Content starts
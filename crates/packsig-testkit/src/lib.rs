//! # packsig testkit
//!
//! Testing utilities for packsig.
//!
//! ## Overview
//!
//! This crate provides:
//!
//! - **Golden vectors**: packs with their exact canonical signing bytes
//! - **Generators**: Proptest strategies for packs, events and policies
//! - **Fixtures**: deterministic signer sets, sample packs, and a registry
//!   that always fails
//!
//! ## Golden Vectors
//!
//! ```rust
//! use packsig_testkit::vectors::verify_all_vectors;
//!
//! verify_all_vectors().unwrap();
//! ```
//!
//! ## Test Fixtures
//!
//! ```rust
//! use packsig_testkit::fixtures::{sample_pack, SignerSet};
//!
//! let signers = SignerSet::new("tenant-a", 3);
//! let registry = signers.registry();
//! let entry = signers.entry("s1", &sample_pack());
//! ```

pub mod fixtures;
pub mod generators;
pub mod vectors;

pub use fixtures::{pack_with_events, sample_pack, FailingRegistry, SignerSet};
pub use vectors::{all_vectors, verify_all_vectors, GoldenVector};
Content ends
Content starts
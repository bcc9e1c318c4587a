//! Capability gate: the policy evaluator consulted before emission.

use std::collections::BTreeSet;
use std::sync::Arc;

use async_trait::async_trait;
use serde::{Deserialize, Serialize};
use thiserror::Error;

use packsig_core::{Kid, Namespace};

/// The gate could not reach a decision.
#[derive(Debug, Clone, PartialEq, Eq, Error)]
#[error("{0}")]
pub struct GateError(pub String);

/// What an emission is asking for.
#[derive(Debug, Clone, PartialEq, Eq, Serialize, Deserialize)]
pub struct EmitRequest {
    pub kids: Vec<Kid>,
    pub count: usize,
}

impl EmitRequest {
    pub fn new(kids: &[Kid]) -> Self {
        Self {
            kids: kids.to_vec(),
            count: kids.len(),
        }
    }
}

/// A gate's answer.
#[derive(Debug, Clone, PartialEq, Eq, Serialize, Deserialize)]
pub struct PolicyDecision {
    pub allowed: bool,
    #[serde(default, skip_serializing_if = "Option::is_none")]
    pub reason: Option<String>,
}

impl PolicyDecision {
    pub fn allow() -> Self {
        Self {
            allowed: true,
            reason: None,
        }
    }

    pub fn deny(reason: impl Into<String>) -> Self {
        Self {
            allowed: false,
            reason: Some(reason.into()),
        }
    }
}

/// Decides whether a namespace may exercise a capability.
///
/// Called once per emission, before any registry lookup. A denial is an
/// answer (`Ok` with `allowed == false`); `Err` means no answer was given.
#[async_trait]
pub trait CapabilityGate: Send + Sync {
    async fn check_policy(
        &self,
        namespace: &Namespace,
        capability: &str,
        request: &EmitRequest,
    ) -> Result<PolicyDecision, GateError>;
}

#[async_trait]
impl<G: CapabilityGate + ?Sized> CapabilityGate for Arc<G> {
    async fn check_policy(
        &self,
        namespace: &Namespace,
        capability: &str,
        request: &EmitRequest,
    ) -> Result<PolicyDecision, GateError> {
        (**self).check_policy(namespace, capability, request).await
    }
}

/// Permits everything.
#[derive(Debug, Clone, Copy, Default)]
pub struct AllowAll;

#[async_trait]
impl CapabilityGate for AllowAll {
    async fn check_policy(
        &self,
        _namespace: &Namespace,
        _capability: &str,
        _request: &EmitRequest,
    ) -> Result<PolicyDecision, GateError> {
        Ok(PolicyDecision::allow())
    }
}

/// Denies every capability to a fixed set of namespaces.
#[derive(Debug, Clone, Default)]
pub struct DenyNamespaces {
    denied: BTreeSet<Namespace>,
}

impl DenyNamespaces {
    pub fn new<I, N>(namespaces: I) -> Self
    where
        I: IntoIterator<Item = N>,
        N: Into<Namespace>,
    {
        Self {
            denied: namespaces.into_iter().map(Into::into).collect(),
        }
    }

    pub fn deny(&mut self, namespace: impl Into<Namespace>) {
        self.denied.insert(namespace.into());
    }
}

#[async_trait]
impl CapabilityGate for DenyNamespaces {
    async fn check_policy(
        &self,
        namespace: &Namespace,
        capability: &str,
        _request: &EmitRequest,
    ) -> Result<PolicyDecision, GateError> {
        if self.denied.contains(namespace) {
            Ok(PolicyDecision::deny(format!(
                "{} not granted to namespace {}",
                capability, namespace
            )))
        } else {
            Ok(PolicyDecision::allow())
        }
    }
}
Content ends
How many lines in these records hold the string "reason"? Reply with the number alone.

4